Visiting a Local Art Museum (Today’s Simple Pleasure)

I’ve had a bit more downtime recently and have started on a series of day trips filled with coffee-shops, local eateries and art! I really enjoyed my travels today and learned a bit about my art preferences. As a result, I feel renewed inspiration to simply let myself create rather than to worry about the end product.

I started the day at a library inside which there was a small coffee nook. I purchased some tea and read a book sitting on a comfy chair in front of ceiling-high windows. With my PTSD symptoms being as extreme as they are right now, I decided to wear my Bluetooth earbuds so that I could listen to music and minimize my auditory stimuli. No one got in my space except for a small child who was trying to hide from their sibling, who soon trotted past pushing a stroller much taller than they were. This interaction made me smile and I formed a positive impression of the place as a whole.

I next went to the art museum at which, for the majority of the time, I was the only visitor. The admission cost was high compared to the size of the museum. I was at first disappointed as the regular collection held mostly modern art which was filled with awkward, pointy breasts. I know that is a weird focal point but I swear half the pieces contained this, even though they were by assorted artists. Almost every single piece focused on the human figure in a distorted form; I felt uncomfortable rather than inspired. I know the point of art is to cause an emotional reaction, but I’m in a place where feeling soothed rather than challenged is what I need.

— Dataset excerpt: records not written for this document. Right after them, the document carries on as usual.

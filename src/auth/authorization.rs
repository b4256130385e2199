//! Role-based authorization
//!
//! Roles are flattened into one ordered ability list. A request is allowed as
//! soon as one ability matches both its action and its object.

use log::debug;

use crate::auth::user::{Ability, Role};
use crate::error::{GateError, Result};
use crate::matcher::Matcher;

/// Flattens roles into their abilities, keeping role order then ability order
pub fn flatten_abilities(roles: Vec<Role>) -> Vec<Ability> {
    roles.into_iter().flat_map(|role| role.abilities).collect()
}

/// Checks one ability against a requested action and object
///
/// A pattern error on either side counts as a non-match for this ability only.
pub fn ability_allows(matcher: &Matcher, action: &str, object: &str, ability: &Ability) -> bool {
    if !ability.is_eligible() {
        return false;
    }

    let matches = |subject: &str, pattern: &str| match matcher.is_match(subject, pattern) {
        Ok(matched) => matched,
        Err(err) => {
            debug!("Skipping ability pattern {:?}: {}", pattern, err);
            false
        }
    };

    matches(action, &ability.action) && matches(object, &ability.object)
}

/// Decides a request against a flattened ability list
pub fn check_abilities(
    matcher: &Matcher,
    action: &str,
    object: &str,
    abilities: &[Ability],
) -> Result<()> {
    if abilities.is_empty() {
        return Err(GateError::NoAbilities);
    }

    if abilities
        .iter()
        .any(|ability| ability_allows(matcher, action, object, ability))
    {
        Ok(())
    } else {
        Err(GateError::Forbidden)
    }
}
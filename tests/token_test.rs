use base64::engine::general_purpose::URL_SAFE_NO_PAD;
use base64::Engine;
use chrono::{DateTime, Duration, TimeZone, Utc};
use jsonwebtoken::Algorithm;
use std::sync::{Arc, Mutex};

use rusty_gate::auth::token::{JwtConfig, JwtService, KeyMaterial};
use rusty_gate::auth::user::User;
use rusty_gate::error::{ErrorKind, GateError};

const SECRET: &str = "3f9a1c7e-token-engine-test-key-0042";

const RSA_PRIVATE: &[u8] = include_bytes!("fixtures/rsa_private.pem");
const RSA_PUBLIC: &[u8] = include_bytes!("fixtures/rsa_public.pem");
const EC_PRIVATE: &[u8] = include_bytes!("fixtures/ec_private.pem");
const EC_PUBLIC: &[u8] = include_bytes!("fixtures/ec_public.pem");
const ED_PRIVATE: &[u8] = include_bytes!("fixtures/ed_private.pem");
const ED_PUBLIC: &[u8] = include_bytes!("fixtures/ed_public.pem");

#[derive(Debug)]
struct TestUser {
    id: String,
    email: String,
    roles: Vec<String>,
}

impl TestUser {
    fn new(id: &str) -> Self {
        Self {
            id: id.to_string(),
            email: format!("{}@local", id),
            roles: vec!["admin".to_string()],
        }
    }
}

impl User for TestUser {
    fn id(&self) -> &str {
        &self.id
    }

    fn identity(&self) -> &str {
        &self.email
    }

    fn name(&self) -> &str {
        "Test User"
    }

    fn roles(&self) -> &[String] {
        &self.roles
    }

    fn extra_claims(&self) -> serde_json::Map<String, serde_json::Value> {
        let mut extra = serde_json::Map::new();
        extra.insert("tenant".to_string(), serde_json::json!("acme"));
        // Reserved names never override the registered claims
        extra.insert("sub".to_string(), serde_json::json!("someone-else"));
        extra
    }
}

fn hmac_service(algorithm: &str) -> JwtService {
    JwtService::new(JwtConfig::hmac(algorithm, SECRET, Duration::hours(1), false).unwrap())
}

fn pem_service(algorithm: Algorithm, signing: KeyMaterial, verifying: KeyMaterial) -> JwtService {
    JwtService::new(JwtConfig::new(algorithm, signing, verifying, Duration::hours(1), false))
}

/// A clock the test can move; returns the service and a handle on the time
fn pinned_clock(service: JwtService) -> (JwtService, Arc<Mutex<DateTime<Utc>>>) {
    let now = Arc::new(Mutex::new(Utc.with_ymd_and_hms(2024, 1, 1, 12, 0, 0).unwrap()));
    let handle = now.clone();
    let service = service.with_clock(move || *now.lock().unwrap());
    (service, handle)
}

fn round_trip(service: &JwtService) {
    let user = TestUser::new("foo");
    let claims = service.new_claims(&user);
    let token = service.issue(&claims).unwrap();

    assert_eq!(token.id, claims.jti);
    assert_eq!(token.user_id, "foo");

    let parsed = service.parse(&token.value).unwrap();
    assert_eq!(parsed, token);

    let parsed_claims = service.parse_claims(&token.value).unwrap();
    assert_eq!(parsed_claims, claims);
}

#[test]
fn test_hmac_round_trip() {
    for algorithm in ["HS256", "HS384", "HS512"] {
        round_trip(&hmac_service(algorithm));
    }
}

#[test]
fn test_rsa_round_trip() {
    for algorithm in [Algorithm::RS256, Algorithm::RS384, Algorithm::RS512] {
        round_trip(&pem_service(
            algorithm,
            KeyMaterial::RsaPem(RSA_PRIVATE.to_vec()),
            KeyMaterial::RsaPem(RSA_PUBLIC.to_vec()),
        ));
    }
}

#[test]
fn test_rsa_pss_round_trip() {
    for algorithm in [Algorithm::PS256, Algorithm::PS384, Algorithm::PS512] {
        round_trip(&pem_service(
            algorithm,
            KeyMaterial::RsaPem(RSA_PRIVATE.to_vec()),
            KeyMaterial::RsaPem(RSA_PUBLIC.to_vec()),
        ));
    }
}

#[test]
fn test_ecdsa_round_trip() {
    round_trip(&pem_service(
        Algorithm::ES256,
        KeyMaterial::EcPem(EC_PRIVATE.to_vec()),
        KeyMaterial::EcPem(EC_PUBLIC.to_vec()),
    ));
}

#[test]
fn test_eddsa_round_trip() {
    round_trip(&pem_service(
        Algorithm::EdDSA,
        KeyMaterial::EdPem(ED_PRIVATE.to_vec()),
        KeyMaterial::EdPem(ED_PUBLIC.to_vec()),
    ));
}

#[test]
fn test_claims_snapshot_user() {
    let (service, now) = pinned_clock(hmac_service("HS256"));
    let service = service.with_id_generator(|| "claims-1".to_string());

    let claims = service.new_claims(&TestUser::new("foo"));
    let issued_at = *now.lock().unwrap();

    assert_eq!(claims.sub, "foo");
    assert_eq!(claims.jti, "claims-1");
    assert_eq!(claims.email, "foo@local");
    assert_eq!(claims.name, "Test User");
    assert_eq!(claims.roles, vec!["admin".to_string()]);
    assert_eq!(claims.iat, issued_at.timestamp());
    assert_eq!(claims.exp, (issued_at + Duration::hours(1)).timestamp());
    assert_eq!(claims.extra.get("tenant"), Some(&serde_json::json!("acme")));
    assert!(!claims.extra.contains_key("sub"));
}

#[test]
fn test_expiry_follows_service_clock() {
    let (service, now) = pinned_clock(hmac_service("HS256"));
    let token = service.issue(&service.new_claims(&TestUser::new("foo"))).unwrap();
    let issued_at = *now.lock().unwrap();

    // Still valid on the expiry second itself
    *now.lock().unwrap() = issued_at + Duration::hours(1);
    assert!(service.parse(&token.value).is_ok());

    *now.lock().unwrap() = issued_at + Duration::hours(1) + Duration::seconds(1);
    let err = service.parse(&token.value).unwrap_err();
    assert!(matches!(err, GateError::TokenExpired));
    assert_eq!(err.kind(), ErrorKind::TokenInvalid);
    assert!(token.is_expired_at(*now.lock().unwrap()));

    *now.lock().unwrap() = issued_at - Duration::seconds(1);
    let err = service.parse(&token.value).unwrap_err();
    assert!(matches!(err, GateError::TokenNotYetValid));
    assert_eq!(err.to_string(), "token used before issued");
}

#[test]
fn test_skip_claims_validation() {
    let config = JwtConfig::hmac("HS256", SECRET, Duration::hours(1), true).unwrap();
    let (service, now) = pinned_clock(JwtService::new(config));
    let token = service.issue(&service.new_claims(&TestUser::new("foo"))).unwrap();

    *now.lock().unwrap() += Duration::days(30);
    let parsed = service.parse(&token.value).unwrap();
    assert_eq!(parsed.user_id, "foo");
}

#[test]
fn test_same_family_algorithm_is_accepted() {
    let hs384 = hmac_service("HS384");
    let token = hs384.issue(&hs384.new_claims(&TestUser::new("foo"))).unwrap();

    let parsed = hmac_service("HS256").parse(&token.value).unwrap();
    assert_eq!(parsed.user_id, "foo");
}

#[test]
fn test_family_mismatch_is_rejected() {
    let rsa = pem_service(
        Algorithm::RS256,
        KeyMaterial::RsaPem(RSA_PRIVATE.to_vec()),
        KeyMaterial::RsaPem(RSA_PUBLIC.to_vec()),
    );
    let token = rsa.issue(&rsa.new_claims(&TestUser::new("foo"))).unwrap();

    let err = hmac_service("HS256").parse(&token.value).unwrap_err();
    assert!(matches!(err.root(), GateError::UnexpectedSigningMethod(_)));
    assert_eq!(err.to_string(), "unexpected signing method: RS256");
    assert_eq!(err.kind(), ErrorKind::TokenInvalid);
}

#[test]
fn test_wrong_secret_is_rejected() {
    let service = hmac_service("HS256");
    let token = service.issue(&service.new_claims(&TestUser::new("foo"))).unwrap();

    let other = JwtService::new(
        JwtConfig::hmac("HS256", "another-key-entirely-9b2f", Duration::hours(1), false).unwrap(),
    );
    let err = other.parse(&token.value).unwrap_err();
    assert_eq!(err.kind(), ErrorKind::TokenInvalid);
}

#[test]
fn test_tampered_payload_is_rejected() {
    let service = hmac_service("HS256");
    let token = service.issue(&service.new_claims(&TestUser::new("foo"))).unwrap();

    let parts: Vec<&str> = token.value.split('.').collect();
    let mut payload: serde_json::Value =
        serde_json::from_slice(&URL_SAFE_NO_PAD.decode(parts[1]).unwrap()).unwrap();
    payload["sub"] = serde_json::json!("admin");
    let forged_payload = URL_SAFE_NO_PAD.encode(serde_json::to_vec(&payload).unwrap());
    let forged = format!("{}.{}.{}", parts[0], forged_payload, parts[2]);

    let err = service.parse(&forged).unwrap_err();
    assert_eq!(err.kind(), ErrorKind::TokenInvalid);
}

#[test]
fn test_unsigned_token_is_rejected() {
    let service = hmac_service("HS256");
    let token = service.issue(&service.new_claims(&TestUser::new("foo"))).unwrap();
    let payload = token.value.split('.').nth(1).unwrap();

    let header = URL_SAFE_NO_PAD.encode(br#"{"alg":"none","typ":"JWT"}"#);
    let unsigned = format!("{}.{}.", header, payload);

    let err = service.parse(&unsigned).unwrap_err();
    assert_eq!(err.kind(), ErrorKind::TokenInvalid);
}

#[test]
fn test_malformed_token() {
    let service = hmac_service("HS256");
    for value in ["", "invalid.token.here", "a.b", "not a token"] {
        let err = service.parse(value).unwrap_err();
        assert_eq!(err.kind(), ErrorKind::TokenInvalid, "{:?} was accepted", value);
    }
}

#[test]
fn test_malformed_claims() {
    let service = hmac_service("HS256");
    let header = jsonwebtoken::Header::new(Algorithm::HS256);
    let key = jsonwebtoken::EncodingKey::from_secret(SECRET.as_bytes());
    let value = jsonwebtoken::encode(&header, &serde_json::json!({"sub": 42}), &key).unwrap();

    let err = service.parse(&value).unwrap_err();
    assert!(matches!(err.root(), GateError::InvalidClaims));
}

#[test]
fn test_no_algorithm_configured() {
    let service = JwtService::new(JwtConfig::default());
    let claims = service.new_claims(&TestUser::new("foo"));

    let err = service.issue(&claims).unwrap_err();
    assert!(matches!(err, GateError::InvalidSigningMethod));
    assert_eq!(err.kind(), ErrorKind::ConfigurationInvalid);

    let err = service.parse("a.b.c").unwrap_err();
    assert_eq!(err.kind(), ErrorKind::TokenInvalid);
}

#[test]
fn test_invalid_keys() {
    let garbage = pem_service(
        Algorithm::RS256,
        KeyMaterial::RsaPem(b"not a pem".to_vec()),
        KeyMaterial::RsaPem(RSA_PUBLIC.to_vec()),
    );
    let err = garbage.issue(&garbage.new_claims(&TestUser::new("foo"))).unwrap_err();
    assert!(matches!(err.root(), GateError::InvalidKey));
    assert_eq!(err.to_string(), "could not sign JWT: invalid key");

    // EC key under an RSA algorithm
    let mismatched = pem_service(
        Algorithm::RS256,
        KeyMaterial::EcPem(EC_PRIVATE.to_vec()),
        KeyMaterial::EcPem(EC_PUBLIC.to_vec()),
    );
    let err = mismatched.issue(&mismatched.new_claims(&TestUser::new("foo"))).unwrap_err();
    assert_eq!(err.kind(), ErrorKind::ConfigurationInvalid);
}
mod common;

use async_trait::async_trait;
use std::collections::HashMap;
use url::Url;

use common::Fixture;
use rusty_gate::auth::driver::{Credentials, Driver};
use rusty_gate::auth::user::{Account, User};
use rusty_gate::drivers::oauth::{
    parse_account, GoogleUser, OAuthConfig, OAuthDriver, OAuthHandler, OAuthProvider,
};
use rusty_gate::error::{BoxError, ErrorKind, GateError, Result};
use rusty_gate::Gate;

/// Serves canned user info bodies keyed by authorization code
struct CannedGoogle;

#[async_trait]
impl OAuthHandler for CannedGoogle {
    async fn login(
        &self,
        config: &OAuthConfig,
        code: &str,
        state: &str,
    ) -> std::result::Result<Box<dyn Account>, BoxError> {
        assert_eq!(config.client_id, "client-id");
        if !state.is_empty() && state != "expected-state" {
            return Err("state mismatch".into());
        }

        let body: &[u8] = match code {
            "verified" => br#"{"name": "Foo", "email": "google@local", "email_verified": true}"#,
            "unverified" => br#"{"name": "Foo", "email": "google@local", "email_verified": false}"#,
            _ => return Err("invalid authorization code".into()),
        };
        parse_account::<GoogleUser>(body)
    }
}

struct FixedProvider;

impl OAuthProvider for FixedProvider {
    fn auth_code_url(&self, state: &str) -> Result<String> {
        Ok(format!("https://sso.local/consent?state={}", state))
    }
}

fn driver() -> OAuthDriver {
    OAuthDriver::new(
        OAuthConfig::google("client-id", "client-secret", "https://app.local/callback"),
        CannedGoogle,
    )
}

fn code(code: &str) -> Credentials {
    let mut credentials = Credentials::new();
    credentials.insert("code".to_string(), code.to_string());
    credentials
}

#[tokio::test]
async fn test_oauth_login_creates_user() {
    let fixture = Fixture::new().await;
    let gate = Gate::new(driver(), &common::config(), fixture.services()).unwrap();

    let user = gate.login(&code("verified")).await.unwrap();
    assert_eq!(user.identity(), "google@local");
    assert_eq!(user.name(), "Foo");

    let again = gate.login(&code("verified")).await.unwrap();
    assert_eq!(again.id(), user.id());
}

#[tokio::test]
async fn test_oauth_login_with_state() {
    let fixture = Fixture::new().await;
    let gate = Gate::new(driver(), &common::config(), fixture.services()).unwrap();

    let mut credentials = code("verified");
    credentials.insert("state".to_string(), "expected-state".to_string());
    assert!(gate.login(&credentials).await.is_ok());

    credentials.insert("state".to_string(), "forged".to_string());
    let err = gate.login(&credentials).await.unwrap_err();
    assert_eq!(err.to_string(), "could not login: state mismatch");
}

#[tokio::test]
async fn test_oauth_unverified_email_has_no_identity() {
    let fixture = Fixture::new().await;
    let gate = Gate::new(driver(), &common::config(), fixture.services()).unwrap();

    let err = gate.login(&code("unverified")).await.unwrap_err();
    assert!(matches!(err, GateError::IdentityMissing));
    assert_eq!(err.kind(), ErrorKind::IdentityMissing);
}

#[tokio::test]
async fn test_oauth_missing_code() {
    let fixture = Fixture::new().await;
    let gate = Gate::new(driver(), &common::config(), fixture.services()).unwrap();

    let err = gate.login(&Credentials::new()).await.unwrap_err();
    assert_eq!(err.to_string(), "missing code");

    let err = gate.login(&code("bogus")).await.unwrap_err();
    assert_eq!(err.kind(), ErrorKind::CredentialsInvalid);
}

#[tokio::test]
async fn test_oauth_login_url() {
    let fixture = Fixture::new().await;
    let gate = Gate::new(driver(), &common::config(), fixture.services()).unwrap();

    let url = Url::parse(&gate.login_url("abc").unwrap()).unwrap();
    let query: HashMap<String, String> = url.query_pairs().into_owned().collect();

    assert_eq!(url.host_str(), Some("accounts.google.com"));
    assert_eq!(query["client_id"], "client-id");
    assert_eq!(query["redirect_uri"], "https://app.local/callback");
    assert_eq!(query["response_type"], "code");
    assert_eq!(query["state"], "abc");
}

#[test]
fn test_oauth_custom_provider() {
    let driver = driver().with_provider(FixedProvider);

    assert_eq!(driver.name(), "oauth");
    assert_eq!(driver.required_credentials(), ["code"]);
    assert_eq!(
        driver.login_url("xyz").unwrap(),
        "https://sso.local/consent?state=xyz"
    );
}
#![allow(dead_code)]

use async_trait::async_trait;
use std::sync::Arc;
use std::time::Duration;

use rusty_gate::auth::token::Token;
use rusty_gate::auth::user::{Ability, Account, EmailAccount, Role};
use rusty_gate::config::GateConfig;
use rusty_gate::drivers::password::{PasswordDriver, PasswordHandler};
use rusty_gate::error::BoxError;
use rusty_gate::storage::memory::{
    MemoryRoleService, MemoryTokenService, MemoryUserService, StoredUser,
};
use rusty_gate::storage::traits::{RoleService, TokenService};
use rusty_gate::storage::Services;
use rusty_gate::Gate;

pub const SECRET: &str = "7c1e0b9d-gate-integration-key-8812";
pub const PASSWORD: &str = "hunter2";

/// Accepts any email as long as the password is right
pub struct StaticPassword;

#[async_trait]
impl PasswordHandler for StaticPassword {
    async fn login(&self, email: &str, password: &str) -> Result<Box<dyn Account>, BoxError> {
        if password != PASSWORD {
            return Err("invalid email or password".into());
        }
        Ok(Box::new(EmailAccount::new(email)))
    }
}

pub struct FailingTokenService;

#[async_trait]
impl TokenService for FailingTokenService {
    async fn find_one_by_id(&self, _id: &str) -> Result<Token, BoxError> {
        Err("token store unavailable".into())
    }

    async fn store(&self, _token: &Token) -> Result<(), BoxError> {
        Err("token store unavailable".into())
    }
}

pub struct FailingRoleService;

#[async_trait]
impl RoleService for FailingRoleService {
    async fn find_by_ids(&self, _ids: &[String]) -> Result<Vec<Role>, BoxError> {
        Err("role store unavailable".into())
    }
}

pub fn config() -> GateConfig {
    GateConfig::hmac(SECRET, Duration::from_secs(3600))
}

pub struct Fixture {
    pub users: Arc<MemoryUserService>,
    pub roles: Arc<MemoryRoleService>,
    pub tokens: Arc<MemoryTokenService>,
}

impl Fixture {
    /// Memory collaborators seeded with an admin role and user
    pub async fn new() -> Self {
        let users = Arc::new(MemoryUserService::new().with_default_roles(vec!["user".to_string()]));
        let roles = Arc::new(MemoryRoleService::new());
        let tokens = Arc::new(MemoryTokenService::new());

        roles
            .insert(Role::new(
                "admin",
                vec![
                    Ability::new("GET", "/api/v1/*"),
                    Ability::new("GET", "*"),
                ],
            ))
            .await;
        roles
            .insert(Role::new("user", vec![Ability::new("GET", "/api/v1/users/*")]))
            .await;

        users
            .insert(StoredUser::new("id:foo@local", "foo@local", vec!["admin".to_string()]))
            .await;

        Self {
            users,
            roles,
            tokens,
        }
    }

    pub fn services(&self) -> Services {
        Services::new(self.users.clone(), self.tokens.clone(), self.roles.clone())
    }

    pub fn gate(&self) -> Gate<PasswordDriver> {
        Gate::new(PasswordDriver::new(StaticPassword), &config(), self.services())
            .expect("valid gate configuration")
    }
}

I was delighted, however, when I entered a small gallery displaying the work of local artists. Almost all of it contained nature scenes and I had to resist the temptation to spend hundreds of dollars on a piece, as most of them were for sale. I found it so ironic that the local, lesser-known artists were the ones I enjoyed so much. There was an oil painting of water and sky that I think was my favorite.

I only noticed one piece in colored pencil in the entire place. It was in the local artist gallery section. It reminded me of a painting I’d seen before, with geometric shapes and colors. I enjoyed the symmetry, however, when I inspected it closely, it made me feel better about my own colored pencil work as the areas in primary colors weren’t even filled in so that the tooth of the paper was covered.

I felt more confident in my pull to create art after the trip. Several pieces throughout the building reinforced to me the notion that the aesthetic appeal of art is in the eye of the beholder, in that, simply by creating a piece, art is happening. I’m also contemplating for the first time the relationship between my feelings of attraction and repulsion, and how they might interplay with my artistic interests. I am someone who is disgusted and repulsed more easily than most people and who finds beauty in nature rather than in the human form. To create something that, deliberate or not, I view as grotesque, quite honestly has never occurred to me before. I want pleasure not pain from my art, but, after viewing the local collection, I’ve come to see that my goal may not be shared by everyone. What do you want from the art you encounter? What are your goals when you create? On which spectrums besides disgust-beauty might art operate?